* **TASK OBJECTIVE**:
Beneath this line is the data. Output exactly the lines from the line with "pub fn cancel(&mut" to the line with "the loop stops.", both ends included, and nothing more.
(PROVIDED MATERIAL begins)
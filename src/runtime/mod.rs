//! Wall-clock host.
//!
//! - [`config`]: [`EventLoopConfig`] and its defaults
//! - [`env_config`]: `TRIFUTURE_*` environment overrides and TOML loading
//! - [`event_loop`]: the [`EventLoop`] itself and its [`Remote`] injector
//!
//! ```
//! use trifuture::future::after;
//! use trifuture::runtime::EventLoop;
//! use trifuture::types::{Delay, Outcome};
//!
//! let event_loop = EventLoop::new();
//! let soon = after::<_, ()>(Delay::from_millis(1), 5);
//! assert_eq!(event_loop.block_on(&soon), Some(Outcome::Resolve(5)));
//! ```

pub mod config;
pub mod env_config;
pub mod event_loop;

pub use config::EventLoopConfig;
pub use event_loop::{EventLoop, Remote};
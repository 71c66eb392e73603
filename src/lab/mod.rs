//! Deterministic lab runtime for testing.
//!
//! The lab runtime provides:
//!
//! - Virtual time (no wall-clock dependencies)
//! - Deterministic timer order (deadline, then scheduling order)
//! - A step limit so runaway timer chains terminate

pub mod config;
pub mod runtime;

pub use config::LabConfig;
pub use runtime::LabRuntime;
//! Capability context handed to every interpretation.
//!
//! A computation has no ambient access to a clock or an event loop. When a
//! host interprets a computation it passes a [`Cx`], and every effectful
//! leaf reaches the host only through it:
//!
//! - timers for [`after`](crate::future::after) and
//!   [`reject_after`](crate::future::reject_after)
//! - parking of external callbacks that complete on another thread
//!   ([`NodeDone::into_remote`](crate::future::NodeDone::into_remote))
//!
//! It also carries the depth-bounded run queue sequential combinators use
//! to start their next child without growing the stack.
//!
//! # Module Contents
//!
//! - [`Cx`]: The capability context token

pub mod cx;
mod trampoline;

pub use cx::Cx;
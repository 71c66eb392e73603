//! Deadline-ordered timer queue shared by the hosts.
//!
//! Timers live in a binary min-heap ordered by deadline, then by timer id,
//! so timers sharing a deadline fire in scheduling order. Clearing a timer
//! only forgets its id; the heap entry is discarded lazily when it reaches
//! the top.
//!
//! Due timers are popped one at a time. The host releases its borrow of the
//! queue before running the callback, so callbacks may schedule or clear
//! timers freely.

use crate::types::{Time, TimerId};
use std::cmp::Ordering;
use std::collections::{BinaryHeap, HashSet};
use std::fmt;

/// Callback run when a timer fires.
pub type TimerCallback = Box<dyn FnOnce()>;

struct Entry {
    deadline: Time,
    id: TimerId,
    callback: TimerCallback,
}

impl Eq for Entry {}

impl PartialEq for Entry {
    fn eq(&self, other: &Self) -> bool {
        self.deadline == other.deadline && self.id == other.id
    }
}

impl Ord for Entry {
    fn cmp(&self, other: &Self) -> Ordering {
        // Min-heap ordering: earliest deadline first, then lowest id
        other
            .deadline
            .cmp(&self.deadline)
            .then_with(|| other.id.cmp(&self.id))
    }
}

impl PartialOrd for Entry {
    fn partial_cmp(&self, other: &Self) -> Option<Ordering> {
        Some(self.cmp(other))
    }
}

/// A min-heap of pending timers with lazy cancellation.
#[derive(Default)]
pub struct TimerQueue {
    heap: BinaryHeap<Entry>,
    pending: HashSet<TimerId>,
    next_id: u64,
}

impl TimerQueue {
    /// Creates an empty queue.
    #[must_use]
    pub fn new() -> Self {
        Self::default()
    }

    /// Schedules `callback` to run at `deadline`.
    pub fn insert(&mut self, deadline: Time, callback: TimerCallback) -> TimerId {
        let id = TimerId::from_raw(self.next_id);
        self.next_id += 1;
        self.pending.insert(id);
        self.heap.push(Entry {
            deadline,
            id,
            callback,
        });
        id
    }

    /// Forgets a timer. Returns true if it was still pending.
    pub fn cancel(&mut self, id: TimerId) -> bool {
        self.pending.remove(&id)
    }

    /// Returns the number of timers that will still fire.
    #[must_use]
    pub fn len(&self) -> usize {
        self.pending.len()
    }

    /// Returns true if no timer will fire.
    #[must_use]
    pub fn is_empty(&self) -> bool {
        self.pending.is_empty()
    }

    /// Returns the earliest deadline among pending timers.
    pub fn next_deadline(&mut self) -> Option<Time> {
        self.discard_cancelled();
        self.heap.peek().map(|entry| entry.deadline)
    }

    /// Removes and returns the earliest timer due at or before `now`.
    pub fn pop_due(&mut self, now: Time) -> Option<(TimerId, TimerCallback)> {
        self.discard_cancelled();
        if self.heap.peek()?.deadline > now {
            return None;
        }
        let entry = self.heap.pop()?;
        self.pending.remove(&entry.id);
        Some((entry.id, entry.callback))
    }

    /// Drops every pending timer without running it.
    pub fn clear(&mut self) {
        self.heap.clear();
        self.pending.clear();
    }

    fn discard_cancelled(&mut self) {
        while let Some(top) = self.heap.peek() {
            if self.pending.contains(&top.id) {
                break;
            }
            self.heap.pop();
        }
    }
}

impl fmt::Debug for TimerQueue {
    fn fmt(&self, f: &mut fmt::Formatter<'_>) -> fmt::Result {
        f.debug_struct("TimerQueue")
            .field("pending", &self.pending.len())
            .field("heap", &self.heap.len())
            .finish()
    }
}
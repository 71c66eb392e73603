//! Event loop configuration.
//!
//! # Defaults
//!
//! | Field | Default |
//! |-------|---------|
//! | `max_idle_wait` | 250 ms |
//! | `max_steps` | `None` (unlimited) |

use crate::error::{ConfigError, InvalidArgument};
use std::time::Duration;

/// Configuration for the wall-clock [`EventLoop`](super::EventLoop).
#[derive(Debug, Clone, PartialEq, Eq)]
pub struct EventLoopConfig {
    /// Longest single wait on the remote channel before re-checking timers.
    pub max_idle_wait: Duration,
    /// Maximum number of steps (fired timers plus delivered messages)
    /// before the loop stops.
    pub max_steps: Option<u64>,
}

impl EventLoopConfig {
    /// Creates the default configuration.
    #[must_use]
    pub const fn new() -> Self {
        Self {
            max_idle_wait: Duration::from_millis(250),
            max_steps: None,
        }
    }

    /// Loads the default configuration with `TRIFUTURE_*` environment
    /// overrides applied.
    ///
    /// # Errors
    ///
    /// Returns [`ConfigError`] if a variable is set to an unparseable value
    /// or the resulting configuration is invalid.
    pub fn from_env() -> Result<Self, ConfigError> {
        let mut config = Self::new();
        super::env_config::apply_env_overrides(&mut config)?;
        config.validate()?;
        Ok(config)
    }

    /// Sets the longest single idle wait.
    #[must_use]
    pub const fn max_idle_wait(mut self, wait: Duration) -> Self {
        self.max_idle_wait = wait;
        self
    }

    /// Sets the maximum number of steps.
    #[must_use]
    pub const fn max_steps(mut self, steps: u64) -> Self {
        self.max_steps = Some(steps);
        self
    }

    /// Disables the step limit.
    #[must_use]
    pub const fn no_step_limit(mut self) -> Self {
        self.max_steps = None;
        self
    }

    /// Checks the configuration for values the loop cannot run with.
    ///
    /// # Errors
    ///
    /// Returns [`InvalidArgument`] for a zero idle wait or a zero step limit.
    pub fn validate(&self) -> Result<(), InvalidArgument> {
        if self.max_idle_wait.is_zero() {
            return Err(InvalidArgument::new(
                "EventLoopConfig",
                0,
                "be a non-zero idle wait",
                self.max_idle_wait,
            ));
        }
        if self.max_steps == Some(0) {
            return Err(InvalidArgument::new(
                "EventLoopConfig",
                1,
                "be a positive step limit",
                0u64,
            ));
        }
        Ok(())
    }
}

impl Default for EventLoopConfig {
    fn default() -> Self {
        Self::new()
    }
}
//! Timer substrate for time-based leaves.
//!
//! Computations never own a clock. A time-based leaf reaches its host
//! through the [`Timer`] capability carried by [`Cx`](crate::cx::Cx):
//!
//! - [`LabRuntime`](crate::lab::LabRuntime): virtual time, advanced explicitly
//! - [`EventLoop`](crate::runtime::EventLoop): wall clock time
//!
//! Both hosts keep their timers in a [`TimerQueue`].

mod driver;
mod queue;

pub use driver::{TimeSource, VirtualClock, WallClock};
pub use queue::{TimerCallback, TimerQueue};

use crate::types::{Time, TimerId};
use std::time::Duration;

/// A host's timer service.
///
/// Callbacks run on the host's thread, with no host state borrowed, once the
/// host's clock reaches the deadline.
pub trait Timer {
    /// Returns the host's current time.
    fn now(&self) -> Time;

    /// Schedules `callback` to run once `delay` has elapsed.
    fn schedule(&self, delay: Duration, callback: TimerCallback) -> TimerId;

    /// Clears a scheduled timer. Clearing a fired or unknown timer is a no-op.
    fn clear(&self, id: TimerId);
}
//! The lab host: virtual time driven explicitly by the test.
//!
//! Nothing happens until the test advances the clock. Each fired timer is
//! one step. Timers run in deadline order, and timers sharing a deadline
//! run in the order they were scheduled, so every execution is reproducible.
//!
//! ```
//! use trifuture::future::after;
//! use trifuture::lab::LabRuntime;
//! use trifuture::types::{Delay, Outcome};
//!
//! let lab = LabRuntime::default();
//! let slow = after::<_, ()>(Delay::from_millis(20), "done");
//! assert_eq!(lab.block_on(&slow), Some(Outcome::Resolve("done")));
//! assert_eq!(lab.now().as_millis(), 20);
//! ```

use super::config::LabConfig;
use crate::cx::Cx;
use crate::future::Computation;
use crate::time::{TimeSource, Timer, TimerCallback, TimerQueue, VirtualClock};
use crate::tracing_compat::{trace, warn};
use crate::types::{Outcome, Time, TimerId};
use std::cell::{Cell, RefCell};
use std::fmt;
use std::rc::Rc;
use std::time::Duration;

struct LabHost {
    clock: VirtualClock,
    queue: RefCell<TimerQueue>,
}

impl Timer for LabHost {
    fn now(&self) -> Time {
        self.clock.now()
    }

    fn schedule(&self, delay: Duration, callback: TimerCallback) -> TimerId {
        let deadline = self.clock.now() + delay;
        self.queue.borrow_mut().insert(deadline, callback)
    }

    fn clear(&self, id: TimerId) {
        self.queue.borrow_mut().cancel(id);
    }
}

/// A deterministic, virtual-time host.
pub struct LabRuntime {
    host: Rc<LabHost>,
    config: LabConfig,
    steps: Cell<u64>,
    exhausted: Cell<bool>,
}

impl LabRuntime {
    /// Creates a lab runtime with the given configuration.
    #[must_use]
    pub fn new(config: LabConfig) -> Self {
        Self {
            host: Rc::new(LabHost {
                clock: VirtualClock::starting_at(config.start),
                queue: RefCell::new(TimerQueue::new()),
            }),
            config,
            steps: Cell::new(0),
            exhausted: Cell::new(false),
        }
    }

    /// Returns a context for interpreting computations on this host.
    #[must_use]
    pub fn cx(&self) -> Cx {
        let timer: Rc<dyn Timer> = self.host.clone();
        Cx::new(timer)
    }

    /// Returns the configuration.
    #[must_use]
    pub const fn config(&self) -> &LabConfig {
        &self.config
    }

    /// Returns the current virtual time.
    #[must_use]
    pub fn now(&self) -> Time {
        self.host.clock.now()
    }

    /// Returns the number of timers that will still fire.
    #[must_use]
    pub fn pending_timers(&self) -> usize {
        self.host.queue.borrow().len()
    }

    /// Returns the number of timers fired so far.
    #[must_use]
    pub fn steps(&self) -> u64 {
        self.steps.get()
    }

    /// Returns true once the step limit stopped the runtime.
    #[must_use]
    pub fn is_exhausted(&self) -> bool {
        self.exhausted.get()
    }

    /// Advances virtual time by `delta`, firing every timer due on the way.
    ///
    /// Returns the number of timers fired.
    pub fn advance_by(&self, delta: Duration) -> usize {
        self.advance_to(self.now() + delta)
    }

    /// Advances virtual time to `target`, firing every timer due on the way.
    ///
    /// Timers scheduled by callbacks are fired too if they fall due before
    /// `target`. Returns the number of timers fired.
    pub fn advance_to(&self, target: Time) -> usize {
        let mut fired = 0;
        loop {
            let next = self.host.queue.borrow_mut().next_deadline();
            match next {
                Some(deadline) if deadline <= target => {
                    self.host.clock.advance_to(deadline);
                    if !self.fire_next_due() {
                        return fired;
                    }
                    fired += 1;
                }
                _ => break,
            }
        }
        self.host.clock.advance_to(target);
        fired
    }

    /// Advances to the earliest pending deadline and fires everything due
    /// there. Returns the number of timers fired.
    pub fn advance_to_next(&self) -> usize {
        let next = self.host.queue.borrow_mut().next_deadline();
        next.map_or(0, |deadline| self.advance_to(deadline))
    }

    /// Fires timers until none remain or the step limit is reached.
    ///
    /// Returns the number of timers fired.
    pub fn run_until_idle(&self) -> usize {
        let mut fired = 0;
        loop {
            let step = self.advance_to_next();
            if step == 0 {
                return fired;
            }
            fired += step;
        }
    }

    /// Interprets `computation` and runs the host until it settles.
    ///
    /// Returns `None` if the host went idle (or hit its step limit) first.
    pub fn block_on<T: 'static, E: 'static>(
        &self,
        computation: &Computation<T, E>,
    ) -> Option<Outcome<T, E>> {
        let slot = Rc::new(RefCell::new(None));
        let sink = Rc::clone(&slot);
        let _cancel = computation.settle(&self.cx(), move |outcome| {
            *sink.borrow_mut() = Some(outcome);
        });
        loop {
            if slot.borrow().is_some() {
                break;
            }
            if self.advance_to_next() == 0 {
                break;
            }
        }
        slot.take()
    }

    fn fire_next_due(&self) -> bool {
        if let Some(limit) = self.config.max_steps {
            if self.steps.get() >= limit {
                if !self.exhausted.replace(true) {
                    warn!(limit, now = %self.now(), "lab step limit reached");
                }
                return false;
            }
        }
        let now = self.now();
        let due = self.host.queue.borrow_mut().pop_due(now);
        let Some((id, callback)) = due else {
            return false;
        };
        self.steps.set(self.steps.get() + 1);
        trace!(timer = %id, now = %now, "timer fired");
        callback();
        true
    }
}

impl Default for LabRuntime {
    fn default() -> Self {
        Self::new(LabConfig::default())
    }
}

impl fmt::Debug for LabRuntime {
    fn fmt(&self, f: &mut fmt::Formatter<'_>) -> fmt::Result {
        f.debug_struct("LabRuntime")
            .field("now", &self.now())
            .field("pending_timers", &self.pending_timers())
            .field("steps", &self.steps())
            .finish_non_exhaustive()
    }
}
(PROVIDED MATERIAL ends)
* **SOLUTION TO THIS TASK**:
    pub fn cancel(&mut self, id: TimerId) -> bool {
        self.pending.remove(&id)
    }

    /// Returns the number of timers that will still fire.
    #[must_use]
    pub fn len(&self) -> usize {
        self.pending.len()
    }

    /// Returns true if no timer will fire.
    #[must_use]
    pub fn is_empty(&self) -> bool {
        self.pending.is_empty()
    }

    /// Returns the earliest deadline among pending timers.
    pub fn next_deadline(&mut self) -> Option<Time> {
        self.discard_cancelled();
        self.heap.peek().map(|entry| entry.deadline)
    }

    /// Removes and returns the earliest timer due at or before `now`.
    pub fn pop_due(&mut self, now: Time) -> Option<(TimerId, TimerCallback)> {
        self.discard_cancelled();
        if self.heap.peek()?.deadline > now {
            return None;
        }
        let entry = self.heap.pop()?;
        self.pending.remove(&entry.id);
        Some((entry.id, entry.callback))
    }

    /// Drops every pending timer without running it.
    pub fn clear(&mut self) {
        self.heap.clear();
        self.pending.clear();
    }

    fn discard_cancelled(&mut self) {
        while let Some(top) = self.heap.peek() {
            if self.pending.contains(&top.id) {
                break;
            }
            self.heap.pop();
        }
    }
}

impl fmt::Debug for TimerQueue {
    fn fmt(&self, f: &mut fmt::Formatter<'_>) -> fmt::Result {
        f.debug_struct("TimerQueue")
            .field("pending", &self.pending.len())
            .field("heap", &self.heap.len())
            .finish()
    }
}
repository 71c66eb392e73603
//! Event loop configuration.
//!
//! # Defaults
//!
//! | Field | Default |
//! |-------|---------|
//! | `max_idle_wait` | 250 ms |
//! | `max_steps` | `None` (unlimited) |

use crate::error::{ConfigError, InvalidArgument};
use std::time::Duration;

/// Configuration for the wall-clock [`EventLoop`](super::EventLoop).
#[derive(Debug, Clone, PartialEq, Eq)]
pub struct EventLoopConfig {
    /// Longest single wait on the remote channel before re-checking timers.
    pub max_idle_wait: Duration,
    /// Maximum number of steps (fired timers plus delivered messages)
    /// before the loop stops.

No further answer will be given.